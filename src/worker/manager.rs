use std::fmt;
use std::sync::mpsc::{self, Sender};
use std::sync::{Arc, Mutex};
use std::thread;

use tokio::runtime::Handle;
use tokio::sync::mpsc as async_mpsc;

use super::channel::{BackgroundCommand, ForegroundCommand};
use super::dispatcher::{run_background_worker, run_foreground_loop};
use crate::error::OdbcMiddlewareError;
use crate::query::Query;

/// Moves queries between a fixed set of blocking worker threads and one foreground task.
///
/// Dropping the scheduler stops both sides. Queries still in flight are dropped, which returns
/// their connections; their callers see a connection error.
pub struct QueryScheduler {
    background: Sender<BackgroundCommand>,
    foreground: async_mpsc::UnboundedSender<ForegroundCommand>,
    worker_count: usize,
}

impl fmt::Debug for QueryScheduler {
    fn fmt(&self, f: &mut fmt::Formatter<'_>) -> fmt::Result {
        f.debug_struct("QueryScheduler")
            .field("worker_count", &self.worker_count)
            .finish()
    }
}

impl QueryScheduler {
    /// Spawn `worker_count` worker threads and the foreground task on the current runtime.
    ///
    /// # Errors
    /// Returns `ConfigError` outside a tokio runtime or for zero workers, and
    /// `ConnectionError` if a worker thread cannot be spawned.
    pub fn start(worker_count: usize) -> Result<Self, OdbcMiddlewareError> {
        if worker_count == 0 {
            return Err(OdbcMiddlewareError::ConfigError(
                "at least one worker thread is required".into(),
            ));
        }
        let handle = Handle::try_current().map_err(|_| {
            OdbcMiddlewareError::ConfigError(
                "query scheduler must be started inside a tokio runtime".into(),
            )
        })?;

        let (background, background_rx) = mpsc::channel::<BackgroundCommand>();
        let (foreground, foreground_rx) = async_mpsc::unbounded_channel::<ForegroundCommand>();
        let shared_rx = Arc::new(Mutex::new(background_rx));

        let scheduler = Self {
            background: background.clone(),
            foreground: foreground.clone(),
            worker_count,
        };

        for index in 0..worker_count {
            let receiver = Arc::clone(&shared_rx);
            let to_foreground = foreground.clone();
            let runtime = handle.clone();
            thread::Builder::new()
                .name(format!("odbc-worker-{index}"))
                .spawn(move || {
                    let runtime_guard = runtime.enter();
                    tracing::debug!(worker = index, "worker thread started");
                    run_background_worker(&receiver, &to_foreground);
                    tracing::debug!(worker = index, "worker thread stopped");
                    drop(runtime_guard);
                })
                .map_err(|err| {
                    OdbcMiddlewareError::ConnectionError(format!(
                        "failed to spawn ODBC worker thread: {err}"
                    ))
                })?;
        }

        handle.spawn(run_foreground_loop(foreground_rx, background));
        Ok(scheduler)
    }

    /// Hand a freshly created query to the workers.
    ///
    /// # Errors
    /// Returns `ConnectionError` if the scheduler has stopped; the query is dropped and its
    /// connection returned.
    pub fn submit(&self, query: Query) -> Result<(), OdbcMiddlewareError> {
        tracing::trace!(query = query.id(), "submitting query");
        self.background
            .send(BackgroundCommand::Run(Box::new(query)))
            .map_err(|_| OdbcMiddlewareError::ConnectionError("query scheduler is stopped".into()))
    }

    #[must_use]
    pub fn worker_count(&self) -> usize {
        self.worker_count
    }
}

impl Drop for QueryScheduler {
    fn drop(&mut self) {
        for _ in 0..self.worker_count {
            let _ = self.background.send(BackgroundCommand::Shutdown);
        }
        let _ = self.foreground.send(ForegroundCommand::Shutdown);
    }
}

▸ **Work task**: The answer must be the complete set of entries, retyped exactly.

▸ **Reply**:
filename src/worker/manager.rs
use std::fmt;
use std::sync::mpsc::{self, Sender};
use std::sync::{Arc, Mutex};
use std::thread;

use tokio::runtime::Handle;
use tokio::sync::mpsc as async_mpsc;

use super::channel::{BackgroundCommand, ForegroundCommand};
use super::dispatcher::{run_background_worker, run_foreground_loop};
use crate::error::OdbcMiddlewareError;
use crate::query::Query;

/// Moves queries between a fixed set of blocking worker threads and one foreground task.
///
/// Dropping the scheduler stops both sides. Queries still in flight are dropped, which returns
/// their connections; their callers see a connection error.
pub struct QueryScheduler {
    background: Sender<BackgroundCommand>,
    foreground: async_mpsc::UnboundedSender<ForegroundCommand>,
    worker_count: usize,
}

impl fmt::Debug for QueryScheduler {
    fn fmt(&self, f: &mut fmt::Formatter<'_>) -> fmt::Result {
        f.debug_struct("QueryScheduler")
            .field("worker_count", &self.worker_count)
            .finish()
    }
}

impl QueryScheduler {
    /// Spawn `worker_count` worker threads and the foreground task on the current runtime.
    ///
    /// # Errors
    /// Returns `ConfigError` outside a tokio runtime or for zero workers, and
    /// `ConnectionError` if a worker thread cannot be spawned.
    pub fn start(worker_count: usize) -> Result<Self, OdbcMiddlewareError> {
        if worker_count == 0 {
            return Err(OdbcMiddlewareError::ConfigError(
                "at least one worker thread is required".into(),
            ));
        }
        let handle = Handle::try_current().map_err(|_| {
            OdbcMiddlewareError::ConfigError(
                "query scheduler must be started inside a tokio runtime".into(),
            )
        })?;

        let (background, background_rx) = mpsc::channel::<BackgroundCommand>();
        let (foreground, foreground_rx) = async_mpsc::unbounded_channel::<ForegroundCommand>();
        let shared_rx = Arc::new(Mutex::new(background_rx));

        let scheduler = Self {
            background: background.clone(),
            foreground: foreground.clone(),
            worker_count,
        };

        for index in 0..worker_count {
            let receiver = Arc::clone(&shared_rx);
            let to_foreground = foreground.clone();
            let runtime = handle.clone();
            thread::Builder::new()
                .name(format!("odbc-worker-{index}"))
                .spawn(move || {
                    let runtime_guard = runtime.enter();
                    tracing::debug!(worker = index, "worker thread started");
                    run_background_worker(&receiver, &to_foreground);
                    tracing::debug!(worker = index, "worker thread stopped");
                    drop(runtime_guard);
                })
                .map_err(|err| {
                    OdbcMiddlewareError::ConnectionError(format!(
                        "failed to spawn ODBC worker thread: {err}"
                    ))
                })?;
        }

        handle.spawn(run_foreground_loop(foreground_rx, background));
        Ok(scheduler)
    }

    /// Hand a freshly created query to the workers.
    ///
    /// # Errors
    /// Returns `ConnectionError` if the scheduler has stopped; the query is dropped and its
    /// connection returned.
    pub fn submit(&self, query: Query) -> Result<(), OdbcMiddlewareError> {
        tracing::trace!(query = query.id(), "submitting query");
        self.background
            .send(BackgroundCommand::Run(Box::new(query)))
            .map_err(|_| OdbcMiddlewareError::ConnectionError("query scheduler is stopped".into()))
    }

    #[must_use]
    pub fn worker_count(&self) -> usize {
        self.worker_count
    }
}

impl Drop for QueryScheduler {
    fn drop(&mut self) {
        for _ in 0..self.worker_count {
            let _ = self.background.send(BackgroundCommand::Shutdown);
        }
        let _ = self.foreground.send(ForegroundCommand::Shutdown);
    }
}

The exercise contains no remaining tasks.